* WHAT YOU HAVE TO DO *
Copy out only the span from the line with "self.clock.now_millis() - self.epoch_ms" to the end of the data, both ends kept, word for word.

(Stored items from a collection)
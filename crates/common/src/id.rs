//! ID generation utilities.
//!
//! Identifiers are 64-bit Snowflake-style integers. From the high bit down:
//!
//! ```text
//! | 0 | elapsed ms since epoch | worker number | sequence |
//! | 1 |          41            |      10       |    12    |
//! ```
//!
//! Each generator owns a worker number, so generators never need to talk to
//! each other. Within one generator, IDs are strictly increasing in call order.

use chrono::{DateTime, TimeZone, Utc};
use std::fmt;
use std::sync::{Arc, Mutex, PoisonError};
use thiserror::Error;

/// ID generation error.
#[derive(Debug, Clone, PartialEq, Eq, Error)]
pub enum IdError {
    /// Worker number does not fit the layout's worker field.
    #[error("Worker number {worker} outside [0, {max}]")]
    InvalidWorker {
        /// Requested worker number.
        worker: u64,
        /// Largest accepted worker number.
        max: u64,
    },

    /// Epoch anchor could not be parsed or lies in the future.
    #[error("Invalid epoch: {0}")]
    InvalidEpoch(String),

    /// Field widths do not add up to 63 bits.
    #[error("Invalid layout: {0}")]
    InvalidLayout(String),

    /// The clock moved backwards; retry after a delay.
    #[error("Clock moved backwards: last issued at {last_ms}ms, now {now_ms}ms")]
    ClockSkew {
        /// Last issued timestamp (ms since epoch anchor).
        last_ms: i64,
        /// Current timestamp (ms since epoch anchor).
        now_ms: i64,
    },

    /// Elapsed time no longer fits the timestamp field.
    #[error("Timestamp overflow: epoch anchor exhausted")]
    TimestampOverflow,
}

/// Source of wall-clock time in milliseconds since the Unix epoch.
pub trait Clock: Send + Sync + fmt::Debug {
    /// Current time in milliseconds since the Unix epoch.
    fn now_millis(&self) -> i64;
}

/// System wall clock.
#[derive(Debug, Clone, Copy, Default)]
pub struct SystemClock;

impl Clock for SystemClock {
    fn now_millis(&self) -> i64 {
        Utc::now().timestamp_millis()
    }
}

/// Bit widths of the identifier fields.
#[derive(Debug, Clone, Copy, PartialEq, Eq)]
pub struct IdLayout {
    /// Bits for elapsed milliseconds since the epoch anchor.
    pub timestamp_bits: u8,
    /// Bits for the worker number.
    pub worker_bits: u8,
    /// Bits for the per-millisecond sequence.
    pub sequence_bits: u8,
}

impl IdLayout {
    /// The classic 41/10/12 split.
    pub const SNOWFLAKE: Self = Self {
        timestamp_bits: 41,
        worker_bits: 10,
        sequence_bits: 12,
    };

    /// Check that every field is non-empty and the widths fill 63 bits.
    pub fn validate(&self) -> Result<(), IdError> {
        if self.timestamp_bits == 0 || self.worker_bits == 0 || self.sequence_bits == 0 {
            return Err(IdError::InvalidLayout(
                "every field needs at least one bit".to_string(),
            ));
        }

        let total =
            u32::from(self.timestamp_bits) + u32::from(self.worker_bits) + u32::from(self.sequence_bits);
        if total != 63 {
            return Err(IdError::InvalidLayout(format!(
                "fields use {total} bits, expected 63"
            )));
        }

        Ok(())
    }

    /// Largest worker number this layout can encode.
    #[must_use]
    pub const fn max_worker(&self) -> u64 {
        (1 << self.worker_bits) - 1
    }

    /// Largest sequence value within one millisecond.
    #[must_use]
    pub const fn max_sequence(&self) -> u64 {
        (1 << self.sequence_bits) - 1
    }

    /// Largest elapsed-millisecond value.
    #[must_use]
    pub const fn max_timestamp(&self) -> i64 {
        (1 << self.timestamp_bits) - 1
    }

    const fn worker_shift(&self) -> u8 {
        self.sequence_bits
    }

    const fn timestamp_shift(&self) -> u8 {
        self.sequence_bits + self.worker_bits
    }
}

impl Default for IdLayout {
    fn default() -> Self {
        Self::SNOWFLAKE
    }
}

/// The fields of a decoded identifier.
#[derive(Debug, Clone, Copy, PartialEq, Eq)]
pub struct IdParts {
    /// Milliseconds since the epoch anchor.
    pub timestamp_ms: i64,
    /// Worker number of the issuing generator.
    pub worker: u64,
    /// Sequence within the millisecond.
    pub sequence: u64,
}

#[derive(Debug)]
struct GeneratorState {
    /// Last issued timestamp, -1 before the first ID.
    last_ms: i64,
    sequence: u64,
}

/// ID generator for entities.
#[derive(Debug)]
pub struct IdGenerator {
    epoch_ms: i64,
    worker: u64,
    layout: IdLayout,
    clock: Arc<dyn Clock>,
    state: Mutex<GeneratorState>,
}

impl IdGenerator {
    /// Create a generator with the default layout and the system clock.
    ///
    /// `epoch` is an RFC 3339 timestamp.
    pub fn new(epoch: &str, worker: u64) -> Result<Self, IdError> {
        Self::with_clock(epoch, worker, IdLayout::SNOWFLAKE, Arc::new(SystemClock))
    }

    /// Create a generator with an explicit layout and clock.
    pub fn with_clock(
        epoch: &str,
        worker: u64,
        layout: IdLayout,
        clock: Arc<dyn Clock>,
    ) -> Result<Self, IdError> {
        layout.validate()?;

        if worker > layout.max_worker() {
            return Err(IdError::InvalidWorker {
                worker,
                max: layout.max_worker(),
            });
        }

        let epoch_ms = DateTime::parse_from_rfc3339(epoch)
            .map_err(|e| IdError::InvalidEpoch(format!("{epoch}: {e}")))?
            .timestamp_millis();

        if epoch_ms > clock.now_millis() {
            return Err(IdError::InvalidEpoch(format!("{epoch} is in the future")));
        }

        Ok(Self {
            epoch_ms,
            worker,
            layout,
            clock,
            state: Mutex::new(GeneratorState {
                last_ms: -1,
                sequence: 0,
            }),
        })
    }

    /// Worker number of this generator.
    #[must_use]
    pub const fn worker(&self) -> u64 {
        self.worker
    }

    /// Generate a new ID.
    ///
    /// Fails with [`IdError::ClockSkew`] instead of issuing a possible
    /// duplicate when the clock runs backwards. When the per-millisecond
    /// sequence is exhausted, spins until the next millisecond.
    pub fn generate(&self) -> Result<i64, IdError> {
        let mut state = self.state.lock().unwrap_or_else(PoisonError::into_inner);

        let now = self.elapsed();
        if now < state.last_ms || now < 0 {
            return Err(IdError::ClockSkew {
                last_ms: state.last_ms,
                now_ms: now,
            });
        }

        // State is only written back once the ID is certain to be issued.
        let (timestamp, sequence) = if now == state.last_ms {
            let next = (state.sequence + 1) & self.layout.max_sequence();
            if next == 0 {
                (self.wait_next_millis(state.last_ms)?, 0)
            } else {
                (now, next)
            }
        } else {
            (now, 0)
        };

        if timestamp > self.layout.max_timestamp() {
            return Err(IdError::TimestampOverflow);
        }

        state.last_ms = timestamp;
        state.sequence = sequence;
        Ok(self.compose(timestamp, sequence))
    }

    /// Split an identifier into its fields.
    #[must_use]
    pub const fn decompose(&self, id: i64) -> IdParts {
        let raw = id as u64;
        IdParts {
            timestamp_ms: (raw >> self.layout.timestamp_shift()) as i64,
            worker: (raw >> self.layout.worker_shift()) & self.layout.max_worker(),
            sequence: raw & self.layout.max_sequence(),
        }
    }

    /// Wall-clock instant encoded in an identifier.
    #[must_use]
    pub fn created_at(&self, id: i64) -> Option<DateTime<Utc>> {
        let parts = self.decompose(id);
        Utc.timestamp_millis_opt(self.epoch_ms + parts.timestamp_ms)
            .single()
    }

    fn elapsed(&self) -> i64 {
        self.clock.now_millis() - self.epoch_ms
    }

    fn wait_next_millis(&self, last_ms: i64) -> Result<i64, IdError> {
        loop {
            let now = self.elapsed();
            if now > last_ms {
                return Ok(now);
            }
            if now < last_ms {
                return Err(IdError::ClockSkew {
                    last_ms,
                    now_ms: now,
                });
            }
            std::hint::spin_loop();
        }
    }

    const fn compose(&self, timestamp_ms: i64, sequence: u64) -> i64 {
        ((timestamp_ms as u64) << self.layout.timestamp_shift()
            | self.worker << self.layout.worker_shift()
            | sequence) as i64
    }
}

* SOLVED EXERCISE *
        self.clock.now_millis() - self.epoch_ms
    }

    fn wait_next_millis(&self, last_ms: i64) -> Result<i64, IdError> {
        loop {
            let now = self.elapsed();
            if now > last_ms {
                return Ok(now);
            }
            if now < last_ms {
                return Err(IdError::ClockSkew {
                    last_ms,
                    now_ms: now,
                });
            }
            std::hint::spin_loop();
        }
    }

    const fn compose(&self, timestamp_ms: i64, sequence: u64) -> i64 {
        ((timestamp_ms as u64) << self.layout.timestamp_shift()
            | self.worker << self.layout.worker_shift()
            | sequence) as i64
    }
}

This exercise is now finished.